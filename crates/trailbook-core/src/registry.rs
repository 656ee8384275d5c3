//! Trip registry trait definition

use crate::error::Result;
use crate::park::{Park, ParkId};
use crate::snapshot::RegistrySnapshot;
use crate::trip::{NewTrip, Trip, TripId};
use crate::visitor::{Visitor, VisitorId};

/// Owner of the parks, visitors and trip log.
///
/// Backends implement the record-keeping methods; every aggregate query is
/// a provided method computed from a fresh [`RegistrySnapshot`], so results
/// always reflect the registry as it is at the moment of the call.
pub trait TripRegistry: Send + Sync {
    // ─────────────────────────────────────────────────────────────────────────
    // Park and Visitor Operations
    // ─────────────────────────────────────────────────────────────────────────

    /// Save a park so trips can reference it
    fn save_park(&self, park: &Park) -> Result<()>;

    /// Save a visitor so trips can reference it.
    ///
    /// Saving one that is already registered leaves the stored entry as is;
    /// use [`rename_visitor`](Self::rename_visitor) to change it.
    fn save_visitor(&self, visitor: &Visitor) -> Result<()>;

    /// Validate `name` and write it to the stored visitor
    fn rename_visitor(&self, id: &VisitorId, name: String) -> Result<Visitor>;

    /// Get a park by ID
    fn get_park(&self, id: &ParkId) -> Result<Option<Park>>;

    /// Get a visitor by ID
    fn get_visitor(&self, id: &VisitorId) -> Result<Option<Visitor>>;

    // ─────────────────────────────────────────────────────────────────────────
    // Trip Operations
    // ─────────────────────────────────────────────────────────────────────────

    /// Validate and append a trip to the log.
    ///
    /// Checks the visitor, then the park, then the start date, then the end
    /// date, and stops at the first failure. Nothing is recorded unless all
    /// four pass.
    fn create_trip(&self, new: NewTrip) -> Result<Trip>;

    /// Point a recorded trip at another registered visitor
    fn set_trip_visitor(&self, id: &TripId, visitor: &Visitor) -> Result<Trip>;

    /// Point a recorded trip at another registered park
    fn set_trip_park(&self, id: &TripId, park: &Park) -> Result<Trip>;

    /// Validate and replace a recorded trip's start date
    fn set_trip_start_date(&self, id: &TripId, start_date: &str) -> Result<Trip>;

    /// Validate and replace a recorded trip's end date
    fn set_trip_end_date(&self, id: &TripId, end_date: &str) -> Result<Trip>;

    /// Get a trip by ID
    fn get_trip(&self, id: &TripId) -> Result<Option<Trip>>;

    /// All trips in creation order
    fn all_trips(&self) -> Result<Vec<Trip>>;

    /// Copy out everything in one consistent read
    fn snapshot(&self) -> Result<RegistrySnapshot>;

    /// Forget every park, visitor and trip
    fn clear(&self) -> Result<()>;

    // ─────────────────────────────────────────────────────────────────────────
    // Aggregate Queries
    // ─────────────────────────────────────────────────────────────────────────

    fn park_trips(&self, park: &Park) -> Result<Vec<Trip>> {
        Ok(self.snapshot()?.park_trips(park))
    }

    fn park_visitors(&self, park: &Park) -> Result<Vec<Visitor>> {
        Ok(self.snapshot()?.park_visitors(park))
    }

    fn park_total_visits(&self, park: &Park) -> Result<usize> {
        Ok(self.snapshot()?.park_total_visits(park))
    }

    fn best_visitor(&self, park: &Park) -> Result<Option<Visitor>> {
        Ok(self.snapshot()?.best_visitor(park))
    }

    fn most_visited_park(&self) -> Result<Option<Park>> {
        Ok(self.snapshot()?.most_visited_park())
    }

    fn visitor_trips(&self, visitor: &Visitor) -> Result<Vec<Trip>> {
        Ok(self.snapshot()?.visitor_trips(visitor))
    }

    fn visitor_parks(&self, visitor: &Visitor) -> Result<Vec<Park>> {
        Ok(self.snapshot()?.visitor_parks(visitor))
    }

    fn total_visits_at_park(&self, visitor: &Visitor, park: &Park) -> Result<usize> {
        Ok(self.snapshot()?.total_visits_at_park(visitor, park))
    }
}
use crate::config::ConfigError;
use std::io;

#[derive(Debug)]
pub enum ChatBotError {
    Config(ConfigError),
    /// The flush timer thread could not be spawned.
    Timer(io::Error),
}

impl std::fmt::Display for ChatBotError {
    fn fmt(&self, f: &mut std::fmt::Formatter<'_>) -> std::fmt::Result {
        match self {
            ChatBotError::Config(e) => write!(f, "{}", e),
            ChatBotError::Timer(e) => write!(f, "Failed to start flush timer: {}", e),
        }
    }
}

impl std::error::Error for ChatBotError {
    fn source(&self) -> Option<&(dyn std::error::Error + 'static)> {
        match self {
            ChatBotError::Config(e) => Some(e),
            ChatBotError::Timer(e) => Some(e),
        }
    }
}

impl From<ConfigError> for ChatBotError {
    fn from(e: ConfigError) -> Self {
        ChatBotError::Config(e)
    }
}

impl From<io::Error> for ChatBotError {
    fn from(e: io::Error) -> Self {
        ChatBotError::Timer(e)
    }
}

----

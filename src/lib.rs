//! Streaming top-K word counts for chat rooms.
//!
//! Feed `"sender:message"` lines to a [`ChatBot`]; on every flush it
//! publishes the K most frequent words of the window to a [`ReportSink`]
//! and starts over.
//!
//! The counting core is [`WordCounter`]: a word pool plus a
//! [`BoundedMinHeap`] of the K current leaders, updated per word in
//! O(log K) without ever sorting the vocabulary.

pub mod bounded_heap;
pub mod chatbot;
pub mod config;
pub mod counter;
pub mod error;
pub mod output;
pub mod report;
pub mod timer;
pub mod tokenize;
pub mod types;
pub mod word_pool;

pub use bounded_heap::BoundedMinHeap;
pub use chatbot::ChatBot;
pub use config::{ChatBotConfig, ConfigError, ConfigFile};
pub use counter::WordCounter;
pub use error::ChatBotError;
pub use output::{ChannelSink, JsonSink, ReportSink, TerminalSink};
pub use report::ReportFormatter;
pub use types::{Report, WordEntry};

----

→ **Exercise**:
Go line by line through the records and copy those that contain the word "recorded".

→ **Exercise result**:
    /// date, and stops at the first failure. Nothing is recorded unless all
    /// Point a recorded trip at another registered visitor
    /// Point a recorded trip at another registered park
    /// Validate and replace a recorded trip's start date
    /// Validate and replace a recorded trip's end date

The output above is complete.